Prompt · Energy Engineers
Electrical Load Analysis and Forecasting
Use this when you need to calculate peak electrical load, assess efficiency measures, and predict future load requirements.
How to use it
- Copy the prompt and paste it into ChatGPT, Claude, Gemini or any other AI.
- Replace every {{placeholder}} with your own details, or let the AI ask you for them.
- Use the follow-ups below to go deeper.
Role You are an energy systems analyst specializing in electrical load calculations. Your goal is to evaluate historical and real-time data, identify peak load times, assess the impact of efficiency measures, and forecast future load requirements.
Context you provide
- {{site description}} name and type of facility (e.g., "Manufacturing Plant A", "Office Building B").
- {{historical energy usage data}} a summary of available data (e.g., monthly kWh for past 2 years, or a CSV file reference).
- {{energy efficiency measure}} (optional) specific measure to evaluate (e.g., "install LED lighting and VFDs on HVAC").
- {{real-time data}} (optional) description of current energy consumption if available (e.g., "smart meter readings every 15 minutes").
Instructions
- If any essential context is missing, ask the user to provide it.
- Analyze the historical energy usage data to identify patterns: peak demand times, seasonal variations, and base load.
- Calculate the maximum electrical load requirement (kW) and the load factor.
- If an efficiency measure is provided, model its impact on load reduction – estimate new peak load and energy savings.
- Using real-time data (if available), predict short-term load requirements (e.g., next 24 hours) based on current trends.
- Provide recommendations for load reduction and capacity planning, including potential risks like seasonal spikes.
Output format Deliver a load analysis report with sections: Data Summary, Peak Load Calculation, Impact of Efficiency Measures (if applicable), Load Forecast, and Recommendations. Use tables and charts (describe in text). Include a risk assessment note on factors like weather or equipment failures.
Guardrails
- Do not fabricate specific historical data; work with the data provided or state assumptions.
- When forecasting, clearly indicate the methodology (e.g., linear regression, time series) and confidence level.

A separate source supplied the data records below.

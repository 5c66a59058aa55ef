//! Page scaling under OCR legibility and memory limits.
//!
//! Two forces pull in opposite directions: OCR needs a minimum width to read
//! small lettering, while decode/render pipelines cap total pixels and edge
//! lengths. When they conflict the width floor wins and the result is
//! flagged so callers can log the memory risk.

use crate::config::ScalingConfig;
use crate::error::InvalidImageError;
use image::RgbaImage;
use image::imageops::{self, FilterType};
use tracing::{debug, warn};

/// Target geometry computed before any pixels are touched.
#[derive(Debug, Clone, Copy, PartialEq)]
pub struct ScalePlan {
    pub width: u32,
    pub height: u32,
    pub scale_x: f32,
    pub scale_y: f32,
    /// The width floor forced a result above the pixel budget or height cap.
    pub exceeds_budget: bool,
}

impl ScalePlan {
    pub fn is_identity(&self, width: u32, height: u32) -> bool {
        self.width == width && self.height == height
    }

    pub fn pixels(&self) -> u64 {
        self.width as u64 * self.height as u64
    }
}

/// A scaled bitmap and the factors mapping original coordinates onto it.
#[derive(Debug, Clone)]
pub struct ScaledImage {
    pub bitmap: RgbaImage,
    pub scale_x: f32,
    pub scale_y: f32,
    pub exceeds_budget: bool,
}

/// Compute target dimensions for a `width` x `height` bitmap.
pub fn plan_scale(
    width: u32,
    height: u32,
    constraints: &ScalingConfig,
) -> Result<ScalePlan, InvalidImageError> {
    if width == 0 || height == 0 {
        return Err(InvalidImageError::new(format!(
            "zero-sized bitmap {width}x{height}"
        )));
    }

    let pixels = width as u64 * height as u64;
    let min_width = constraints.min_ocr_width.max(1);

    let mut target_width = if width < min_width || pixels > constraints.max_pixels {
        min_width
    } else {
        width
    };
    if target_width > constraints.max_width && constraints.max_width >= min_width {
        target_width = constraints.max_width;
    }

    let ratio = target_width as f64 / width as f64;
    let mut target_height = scaled_edge(height, ratio);

    // A height cap may shrink further, but never below the OCR width floor.
    if target_height > constraints.max_height {
        let capped_ratio = constraints.max_height as f64 / height as f64;
        let capped_width = scaled_edge(width, capped_ratio);
        if capped_width >= min_width {
            target_width = capped_width;
            target_height = constraints.max_height;
        }
    }

    let exceeds_budget = target_width as u64 * target_height as u64 > constraints.max_pixels
        || target_height > constraints.max_height;

    Ok(ScalePlan {
        width: target_width,
        height: target_height,
        scale_x: target_width as f32 / width as f32,
        scale_y: target_height as f32 / height as f32,
        exceeds_budget,
    })
}

fn scaled_edge(edge: u32, ratio: f64) -> u32 {
    ((edge as f64 * ratio).round() as u32).max(1)
}

#[derive(Debug, Clone)]
pub struct ImageScaler {
    constraints: ScalingConfig,
}

impl ImageScaler {
    pub fn new(constraints: ScalingConfig) -> Self {
        Self { constraints }
    }

    pub fn constraints(&self) -> &ScalingConfig {
        &self.constraints
    }

    /// Scale `bitmap`, consuming it so the original is released on return.
    pub fn scale(&self, bitmap: RgbaImage) -> Result<ScaledImage, InvalidImageError> {
        let (width, height) = bitmap.dimensions();
        let plan = plan_scale(width, height, &self.constraints)?;
        if plan.exceeds_budget {
            warn!(
                width,
                height,
                target_width = plan.width,
                target_height = plan.height,
                budget = self.constraints.max_pixels,
                "OCR width floor forces a scaled page past the memory budget"
            );
        }
        if plan.is_identity(width, height) {
            debug!(width, height, "Page already within scaling limits");
            return Ok(ScaledImage {
                bitmap,
                scale_x: 1.0,
                scale_y: 1.0,
                exceeds_budget: plan.exceeds_budget,
            });
        }

        let filter = if plan.width > width {
            FilterType::CatmullRom
        } else {
            FilterType::Triangle
        };
        debug!(
            width,
            height,
            target_width = plan.width,
            target_height = plan.height,
            "Scaling page"
        );
        let scaled = imageops::resize(&bitmap, plan.width, plan.height, filter);
        drop(bitmap);
        Ok(ScaledImage {
            bitmap: scaled,
            scale_x: plan.scale_x,
            scale_y: plan.scale_y,
            exceeds_budget: plan.exceeds_budget,
        })
    }
}

#[cfg(test)]
mod tests {
    use super::*;

    fn constraints() -> ScalingConfig {
        ScalingConfig {
            min_ocr_width: 1600,
            max_pixels: 45_000_000,
            max_width: 4096,
            max_height: 65_000,
            max_decode_bytes: 512 * 1024 * 1024,
        }
    }

    #[test]
    fn narrow_page_within_budget_scales_up_to_min_width() {
        let plan = plan_scale(800, 1200, &constraints()).unwrap();
        assert_eq!(plan.width, 1600);
        assert_eq!(plan.height, 2400);
        assert!((plan.scale_y - 2.0).abs() < f32::EPSILON);
        assert!(!plan.exceeds_budget);
    }

    #[test]
    fn oversize_page_is_clamped_to_min_width() {
        let plan = plan_scale(6000, 20000, &constraints()).unwrap();
        assert_eq!(plan.width, 1600);
        assert_eq!(plan.height, 5333);
        assert!(plan.pixels() <= 45_000_000);
        assert!(!plan.exceeds_budget);
    }

    #[test]
    fn width_floor_wins_over_pixel_budget() {
        // 800 x 60000 scaled to 1600 wide doubles to 192M pixels.
        let plan = plan_scale(800, 60_000, &constraints()).unwrap();
        assert_eq!(plan.width, 1600);
        assert_eq!(plan.height, 120_000);
        assert!(plan.exceeds_budget);
    }

    #[test]
    fn page_within_limits_is_untouched() {
        let plan = plan_scale(2000, 3000, &constraints()).unwrap();
        assert!(plan.is_identity(2000, 3000));
        assert!((plan.scale_x - 1.0).abs() < f32::EPSILON);
    }

    #[test]
    fn height_cap_shrinks_when_width_allows() {
        let mut limits = constraints();
        limits.max_height = 10_000;
        let plan = plan_scale(4000, 11_000, &limits).unwrap();
        assert_eq!(plan.height, 10_000);
        assert_eq!(plan.width, 3636);
        assert!(!plan.exceeds_budget);
    }

    #[test]
    fn zero_dimension_is_invalid() {
        assert!(plan_scale(0, 100, &constraints()).is_err());
        let scaler = ImageScaler::new(constraints());
        assert!(scaler.scale(RgbaImage::new(10, 0)).is_err());
    }

    #[test]
    fn scale_reports_achieved_factor() {
        let mut limits = constraints();
        limits.min_ocr_width = 20;
        let scaler = ImageScaler::new(limits);
        let scaled = scaler.scale(RgbaImage::new(10, 30)).unwrap();
        assert_eq!(scaled.bitmap.dimensions(), (20, 60));
        assert!((scaled.scale_y - 2.0).abs() < f32::EPSILON);
    }
}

- Stay within electrical load analysis; do not provide broader energy procurement advice unless asked.
Example
- {{site description}} = "Data Center in Northern Virginia"
- {{historical energy usage data}} = "monthly kWh from Jan 2023 to Dec 2024, with peak demand recorded each month"
- {{energy efficiency measure}} = "upgrade cooling system to evaporative cooling"
Follow-up prompts
- What is the expected payback period for the recommended efficiency measure?
- How would adding 20% more servers affect the load requirements?
- Can you suggest a monitoring plan to track load in real time?